-------- DATASET EXTRACT --------

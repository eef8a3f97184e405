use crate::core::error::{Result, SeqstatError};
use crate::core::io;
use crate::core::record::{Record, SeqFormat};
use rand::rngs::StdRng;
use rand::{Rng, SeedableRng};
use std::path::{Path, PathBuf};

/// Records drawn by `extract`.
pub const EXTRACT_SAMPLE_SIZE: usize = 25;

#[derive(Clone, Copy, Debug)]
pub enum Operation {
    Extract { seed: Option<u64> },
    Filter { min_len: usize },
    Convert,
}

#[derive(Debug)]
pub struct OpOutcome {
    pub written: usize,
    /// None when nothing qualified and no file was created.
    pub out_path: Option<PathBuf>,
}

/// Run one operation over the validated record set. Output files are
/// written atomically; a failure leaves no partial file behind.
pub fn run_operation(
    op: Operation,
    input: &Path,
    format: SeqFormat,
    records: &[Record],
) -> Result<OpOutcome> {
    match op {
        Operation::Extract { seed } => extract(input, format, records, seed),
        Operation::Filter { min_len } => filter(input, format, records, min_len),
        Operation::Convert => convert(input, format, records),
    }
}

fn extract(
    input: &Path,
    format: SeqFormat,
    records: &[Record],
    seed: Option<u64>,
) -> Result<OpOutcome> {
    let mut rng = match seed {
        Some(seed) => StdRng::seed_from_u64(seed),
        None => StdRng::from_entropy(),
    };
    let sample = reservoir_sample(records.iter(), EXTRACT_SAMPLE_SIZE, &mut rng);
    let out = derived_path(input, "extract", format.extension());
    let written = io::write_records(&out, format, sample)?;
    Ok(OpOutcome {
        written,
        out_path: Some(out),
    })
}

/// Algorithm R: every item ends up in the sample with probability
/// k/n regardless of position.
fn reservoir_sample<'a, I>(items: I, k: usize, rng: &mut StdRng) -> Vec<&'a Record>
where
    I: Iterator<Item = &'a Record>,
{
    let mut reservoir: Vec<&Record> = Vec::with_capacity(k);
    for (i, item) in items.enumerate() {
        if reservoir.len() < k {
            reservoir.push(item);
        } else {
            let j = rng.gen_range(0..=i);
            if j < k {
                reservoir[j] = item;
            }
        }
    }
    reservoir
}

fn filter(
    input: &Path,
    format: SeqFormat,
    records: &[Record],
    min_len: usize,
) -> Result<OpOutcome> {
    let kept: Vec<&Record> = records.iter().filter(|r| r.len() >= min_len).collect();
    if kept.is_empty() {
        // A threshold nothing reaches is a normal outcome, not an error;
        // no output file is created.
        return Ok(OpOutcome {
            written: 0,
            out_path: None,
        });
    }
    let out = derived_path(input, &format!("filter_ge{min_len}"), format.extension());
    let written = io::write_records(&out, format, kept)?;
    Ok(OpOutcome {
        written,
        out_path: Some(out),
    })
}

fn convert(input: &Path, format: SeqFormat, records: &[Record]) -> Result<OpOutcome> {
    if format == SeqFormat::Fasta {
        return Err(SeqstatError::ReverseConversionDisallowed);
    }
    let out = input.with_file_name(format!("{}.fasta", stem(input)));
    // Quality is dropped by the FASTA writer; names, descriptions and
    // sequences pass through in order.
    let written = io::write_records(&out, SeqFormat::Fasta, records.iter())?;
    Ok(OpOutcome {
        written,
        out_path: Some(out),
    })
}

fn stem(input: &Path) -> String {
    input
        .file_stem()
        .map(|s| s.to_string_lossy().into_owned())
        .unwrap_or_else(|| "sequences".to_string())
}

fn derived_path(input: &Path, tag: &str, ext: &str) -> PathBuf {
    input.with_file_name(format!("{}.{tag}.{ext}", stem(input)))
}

--------
-------- DATASET EXTRACT --------

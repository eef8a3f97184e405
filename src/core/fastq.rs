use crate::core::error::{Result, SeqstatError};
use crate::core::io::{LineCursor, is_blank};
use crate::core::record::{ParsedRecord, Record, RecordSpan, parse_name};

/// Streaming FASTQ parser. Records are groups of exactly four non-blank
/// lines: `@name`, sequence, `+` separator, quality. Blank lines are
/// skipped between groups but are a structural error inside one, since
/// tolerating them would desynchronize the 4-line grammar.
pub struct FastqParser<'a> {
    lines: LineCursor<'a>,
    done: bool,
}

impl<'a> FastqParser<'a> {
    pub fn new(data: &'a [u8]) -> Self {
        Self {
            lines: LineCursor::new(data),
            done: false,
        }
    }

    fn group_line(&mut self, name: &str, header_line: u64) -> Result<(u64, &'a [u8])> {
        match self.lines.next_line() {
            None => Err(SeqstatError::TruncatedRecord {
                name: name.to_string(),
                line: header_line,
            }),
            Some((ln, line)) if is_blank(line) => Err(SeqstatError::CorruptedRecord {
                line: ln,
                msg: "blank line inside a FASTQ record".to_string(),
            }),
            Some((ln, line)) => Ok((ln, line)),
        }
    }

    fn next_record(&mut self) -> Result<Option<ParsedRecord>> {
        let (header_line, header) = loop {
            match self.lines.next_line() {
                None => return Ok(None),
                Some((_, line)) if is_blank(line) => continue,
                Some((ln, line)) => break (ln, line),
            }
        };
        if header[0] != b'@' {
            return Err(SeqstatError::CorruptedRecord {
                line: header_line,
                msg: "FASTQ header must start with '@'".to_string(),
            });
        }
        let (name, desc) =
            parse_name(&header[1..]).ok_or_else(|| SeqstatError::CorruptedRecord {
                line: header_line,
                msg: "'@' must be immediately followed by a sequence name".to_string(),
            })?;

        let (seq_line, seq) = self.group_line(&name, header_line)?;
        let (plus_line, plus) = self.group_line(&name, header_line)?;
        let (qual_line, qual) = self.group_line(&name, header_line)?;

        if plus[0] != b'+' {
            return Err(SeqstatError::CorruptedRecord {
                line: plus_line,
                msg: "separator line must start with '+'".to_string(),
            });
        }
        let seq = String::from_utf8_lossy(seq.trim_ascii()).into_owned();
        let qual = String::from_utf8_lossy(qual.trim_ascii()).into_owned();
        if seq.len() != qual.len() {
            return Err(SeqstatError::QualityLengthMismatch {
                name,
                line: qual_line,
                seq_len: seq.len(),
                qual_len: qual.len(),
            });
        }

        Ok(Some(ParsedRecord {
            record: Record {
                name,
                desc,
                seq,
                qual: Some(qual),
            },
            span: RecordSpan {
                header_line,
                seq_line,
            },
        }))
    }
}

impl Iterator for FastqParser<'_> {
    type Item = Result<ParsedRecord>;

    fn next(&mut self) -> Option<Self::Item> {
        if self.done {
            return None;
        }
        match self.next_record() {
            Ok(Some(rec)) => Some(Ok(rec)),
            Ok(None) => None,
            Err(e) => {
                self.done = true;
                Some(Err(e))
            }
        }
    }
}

--------

_REQUIRED WORK_: The result should be every line that contains "impl", copied from the entries.

_SOLUTION TO THE PROBLEM_:
impl<'a> FastqParser<'a> {
impl Iterator for FastqParser<'_> {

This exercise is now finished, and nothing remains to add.